Saved data entries
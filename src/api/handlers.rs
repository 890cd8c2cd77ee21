//! HTTP request handlers for the Leave Engine API.
//!
//! This module contains the handler functions for all API endpoints.

use std::time::Instant;

use axum::{
    Json, Router,
    extract::{
        Path, Query, State,
        rejection::{JsonRejection, PathRejection, QueryRejection},
    },
    http::StatusCode,
    response::{IntoResponse, Response},
    routing::{get, post},
};
use chrono::Utc;
use serde::Serialize;
use tracing::{info, warn};
use uuid::Uuid;

use crate::error::LeaveError;
use crate::scheduling::detect_records;

use super::request::{
    ApproveRequest, CalendarQuery, CancelRequest, DashboardQuery, DetectConflictsRequest,
    LeaveRequestBody, NotificationsQuery, RejectRequest, RequestListQuery,
};
use super::response::{ApiError, ApiErrorResponse};
use super::state::AppState;

/// Creates the API router with all endpoints.
pub fn create_router(state: AppState) -> Router {
    Router::new()
        .route("/conflicts", post(detect_conflicts_handler))
        .route("/validate", post(validate_handler))
        .route("/requests", post(submit_handler).get(list_requests_handler))
        .route("/requests/:id/approve", post(approve_handler))
        .route("/requests/:id/reject", post(reject_handler))
        .route("/requests/:id/cancel", post(cancel_handler))
        .route("/balances/:owner_id", get(balance_handler))
        .route("/balances/:owner_id/reconcile", post(reconcile_handler))
        .route("/calendar/:year/:month", get(calendar_handler))
        .route("/dashboard/:owner_id", get(dashboard_handler))
        .route("/users/:owner_id/notifications", get(notifications_handler))
        .route(
            "/users/:owner_id/notifications/read",
            post(mark_all_notifications_read_handler),
        )
        .route("/notifications/:id/read", post(mark_notification_read_handler))
        .with_state(state)
}

/// Turns a JSON extraction failure into a 400 response.
fn json_rejection(correlation_id: Uuid, rejection: JsonRejection) -> Response {
    let error = match rejection {
        JsonRejection::JsonDataError(err) => {
            let body_text = err.body_text();
            warn!(
                correlation_id = %correlation_id,
                error = %body_text,
                "JSON data error"
            );
            if body_text.contains("missing field") {
                ApiError::missing_field(body_text)
            } else {
                ApiError::malformed_json(body_text)
            }
        }
        JsonRejection::JsonSyntaxError(err) => {
            warn!(
                correlation_id = %correlation_id,
                error = %err,
                "JSON syntax error"
            );
            ApiError::malformed_json(format!("Invalid JSON syntax: {}", err))
        }
        JsonRejection::MissingJsonContentType(_) => {
            ApiError::new("MISSING_CONTENT_TYPE", "Content-Type must be application/json")
        }
        _ => ApiError::malformed_json("Failed to parse request body"),
    };
    ApiErrorResponse::bad_request(error).into_response()
}

/// Turns a path extraction failure into a 400 response.
fn path_rejection(correlation_id: Uuid, rejection: PathRejection) -> Response {
    let body_text = rejection.body_text();
    warn!(correlation_id = %correlation_id, error = %body_text, "Invalid path parameter");
    ApiErrorResponse::bad_request(ApiError::new("INVALID_PATH", body_text)).into_response()
}

/// Turns a query string extraction failure into a 400 response.
fn query_rejection(correlation_id: Uuid, rejection: QueryRejection) -> Response {
    let body_text = rejection.body_text();
    warn!(correlation_id = %correlation_id, error = %body_text, "Invalid query string");
    ApiErrorResponse::bad_request(ApiError::new("INVALID_QUERY", body_text)).into_response()
}

fn failure(correlation_id: Uuid, err: LeaveError) -> Response {
    warn!(correlation_id = %correlation_id, error = %err, "Request failed");
    ApiErrorResponse::from(err).into_response()
}

fn respond<T: Serialize>(
    correlation_id: Uuid,
    status: StatusCode,
    result: Result<T, LeaveError>,
) -> Response {
    match result {
        Ok(body) => (status, Json(body)).into_response(),
        Err(err) => failure(correlation_id, err),
    }
}

/// Handler for POST /conflicts.
///
/// Detects conflicts among the approved records in the body. Malformed
/// records are listed in the report rather than failing the request.
async fn detect_conflicts_handler(
    payload: Result<Json<DetectConflictsRequest>, JsonRejection>,
) -> Response {
    let correlation_id = Uuid::new_v4();
    let Json(request) = match payload {
        Ok(json) => json,
        Err(rejection) => return json_rejection(correlation_id, rejection),
    };

    let start_time = Instant::now();
    let report = detect_records(&request.intervals);
    info!(
        correlation_id = %correlation_id,
        records = request.intervals.len(),
        conflicts = report.conflicts.len(),
        rejected = report.rejected.len(),
        duration_us = start_time.elapsed().as_micros(),
        "Conflict detection completed"
    );

    (StatusCode::OK, Json(report)).into_response()
}

/// Handler for POST /validate.
async fn validate_handler(
    State(state): State<AppState>,
    payload: Result<Json<LeaveRequestBody>, JsonRejection>,
) -> Response {
    let correlation_id = Uuid::new_v4();
    let Json(body) = match payload {
        Ok(json) => json,
        Err(rejection) => return json_rejection(correlation_id, rejection),
    };
    info!(
        correlation_id = %correlation_id,
        owner_id = %body.request.owner_id,
        "Validating leave request"
    );

    let result = state
        .workflow()
        .and_then(|mut workflow| workflow.check(&body.request, body.today()));
    respond(correlation_id, StatusCode::OK, result)
}

/// Handler for POST /requests.
async fn submit_handler(
    State(state): State<AppState>,
    payload: Result<Json<LeaveRequestBody>, JsonRejection>,
) -> Response {
    let correlation_id = Uuid::new_v4();
    let Json(body) = match payload {
        Ok(json) => json,
        Err(rejection) => return json_rejection(correlation_id, rejection),
    };
    info!(
        correlation_id = %correlation_id,
        owner_id = %body.request.owner_id,
        category = %body.request.category,
        "Submitting leave request"
    );

    let today = body.today();
    let result = state
        .workflow()
        .and_then(|mut workflow| workflow.submit(body.request, today));
    respond(correlation_id, StatusCode::CREATED, result)
}

/// Handler for POST /requests/:id/approve.
async fn approve_handler(
    State(state): State<AppState>,
    Path(id): Path<String>,
    payload: Result<Json<ApproveRequest>, JsonRejection>,
) -> Response {
    let correlation_id = Uuid::new_v4();
    let Json(body) = match payload {
        Ok(json) => json,
        Err(rejection) => return json_rejection(correlation_id, rejection),
    };
    info!(correlation_id = %correlation_id, interval_id = %id, "Approving leave request");

    let result = state
        .workflow()
        .and_then(|mut workflow| workflow.approve(&id, &body.reviewer_id, Utc::now()));
    respond(correlation_id, StatusCode::OK, result)
}

/// Handler for POST /requests/:id/reject.
async fn reject_handler(
    State(state): State<AppState>,
    Path(id): Path<String>,
    payload: Result<Json<RejectRequest>, JsonRejection>,
) -> Response {
    let correlation_id = Uuid::new_v4();
    let Json(body) = match payload {
        Ok(json) => json,
        Err(rejection) => return json_rejection(correlation_id, rejection),
    };
    info!(correlation_id = %correlation_id, interval_id = %id, "Rejecting leave request");

    let result = state.workflow().and_then(|mut workflow| {
        workflow.reject(&id, &body.reviewer_id, body.reason, Utc::now())
    });
    respond(correlation_id, StatusCode::OK, result)
}

/// Handler for POST /requests/:id/cancel.
async fn cancel_handler(
    State(state): State<AppState>,
    Path(id): Path<String>,
    payload: Result<Json<CancelRequest>, JsonRejection>,
) -> Response {
    let correlation_id = Uuid::new_v4();
    let Json(body) = match payload {
        Ok(json) => json,
        Err(rejection) => return json_rejection(correlation_id, rejection),
    };
    info!(correlation_id = %correlation_id, interval_id = %id, "Cancelling leave request");

    let result = state
        .workflow()
        .and_then(|mut workflow| workflow.cancel(&id, &body.requester_id, Utc::now()));
    respond(correlation_id, StatusCode::OK, result)
}

/// Handler for GET /balances/:owner_id.
async fn balance_handler(State(state): State<AppState>, Path(owner_id): Path<String>) -> Response {
    let correlation_id = Uuid::new_v4();
    info!(correlation_id = %correlation_id, owner_id = %owner_id, "Fetching leave balance");

    let result = state
        .workflow()
        .and_then(|mut workflow| workflow.balance(&owner_id));
    respond(correlation_id, StatusCode::OK, result)
}

/// Handler for POST /balances/:owner_id/reconcile.
async fn reconcile_handler(
    State(state): State<AppState>,
    Path(owner_id): Path<String>,
) -> Response {
    let correlation_id = Uuid::new_v4();
    info!(correlation_id = %correlation_id, owner_id = %owner_id, "Reconciling leave balance");

    let result = state
        .workflow()
        .and_then(|mut workflow| workflow.reconcile(&owner_id));
    respond(correlation_id, StatusCode::OK, result)
}

/// Handler for GET /calendar/:year/:month.
async fn calendar_handler(
    State(state): State<AppState>,
    path: Result<Path<(i32, u32)>, PathRejection>,
    query: Result<Query<CalendarQuery>, QueryRejection>,
) -> Response {
    let correlation_id = Uuid::new_v4();
    let Path((year, month)) = match path {
        Ok(path) => path,
        Err(rejection) => return path_rejection(correlation_id, rejection),
    };
    let Query(query) = match query {
        Ok(query) => query,
        Err(rejection) => return query_rejection(correlation_id, rejection),
    };
    info!(correlation_id = %correlation_id, year, month, "Building leave calendar");

    let result = state
        .workflow()
        .and_then(|workflow| workflow.calendar(year, month, &query.scope()));
    respond(correlation_id, StatusCode::OK, result)
}

/// Handler for GET /requests.
///
/// Lists requests newest first, filtered by owner, status and start date.
async fn list_requests_handler(
    State(state): State<AppState>,
    query: Result<Query<RequestListQuery>, QueryRejection>,
) -> Response {
    let correlation_id = Uuid::new_v4();
    let Query(query) = match query {
        Ok(query) => query,
        Err(rejection) => return query_rejection(correlation_id, rejection),
    };
    info!(
        correlation_id = %correlation_id,
        owner_id = ?query.owner_id,
        status = ?query.status,
        "Listing leave requests"
    );

    let result = query
        .filter()
        .and_then(|filter| state.workflow()?.requests(&filter));
    respond(correlation_id, StatusCode::OK, result)
}

/// Handler for GET /dashboard/:owner_id.
async fn dashboard_handler(
    State(state): State<AppState>,
    Path(owner_id): Path<String>,
    query: Result<Query<DashboardQuery>, QueryRejection>,
) -> Response {
    let correlation_id = Uuid::new_v4();
    let Query(query) = match query {
        Ok(query) => query,
        Err(rejection) => return query_rejection(correlation_id, rejection),
    };
    info!(
        correlation_id = %correlation_id,
        owner_id = %owner_id,
        team = query.team,
        "Building dashboard"
    );

    let scope = query.scope(&owner_id);
    let result = state
        .workflow()
        .and_then(|mut workflow| workflow.dashboard(&owner_id, &scope, query.today()));
    respond(correlation_id, StatusCode::OK, result)
}

/// Handler for GET /users/:owner_id/notifications.
async fn notifications_handler(
    State(state): State<AppState>,
    Path(owner_id): Path<String>,
    query: Result<Query<NotificationsQuery>, QueryRejection>,
) -> Response {
    let correlation_id = Uuid::new_v4();
    let Query(query) = match query {
        Ok(query) => query,
        Err(rejection) => return query_rejection(correlation_id, rejection),
    };
    info!(correlation_id = %correlation_id, owner_id = %owner_id, "Fetching notifications");

    let result = state
        .workflow()
        .and_then(|workflow| workflow.notifications(&owner_id, query.unread_only));
    respond(correlation_id, StatusCode::OK, result)
}

/// Handler for POST /notifications/:id/read.
async fn mark_notification_read_handler(
    State(state): State<AppState>,
    Path(id): Path<String>,
) -> Response {
    let correlation_id = Uuid::new_v4();
    info!(correlation_id = %correlation_id, notification_id = %id, "Marking notification read");

    let result = state
        .workflow()
        .and_then(|mut workflow| workflow.mark_notification_read(&id, Utc::now()));
    respond(correlation_id, StatusCode::OK, result)
}

/// Response body for `POST /users/:owner_id/notifications/read`.
#[derive(Debug, Serialize)]
struct MarkedRead {
    marked: usize,
}

/// Handler for POST /users/:owner_id/notifications/read.
async fn mark_all_notifications_read_handler(
    State(state): State<AppState>,
    Path(owner_id): Path<String>,
) -> Response {
    let correlation_id = Uuid::new_v4();
    info!(correlation_id = %correlation_id, owner_id = %owner_id, "Marking notifications read");

    let result = state
        .workflow()
        .and_then(|mut workflow| workflow.mark_all_notifications_read(&owner_id, Utc::now()))
        .map(|marked| MarkedRead { marked });
    respond(correlation_id, StatusCode::OK, result)
}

WHAT THE EXERCISE ASKS —
Retype only the lines above between the line with "Uuid, rejection: JsonRejection)" and the line with "ApiError::missing_field(body_text)", counting those two lines as well, and keep every character as it is.

WRITTEN RESPONSE —
fn json_rejection(correlation_id: Uuid, rejection: JsonRejection) -> Response {
    let error = match rejection {
        JsonRejection::JsonDataError(err) => {
            let body_text = err.body_text();
            warn!(
                correlation_id = %correlation_id,
                error = %body_text,
                "JSON data error"
            );
            if body_text.contains("missing field") {
                ApiError::missing_field(body_text)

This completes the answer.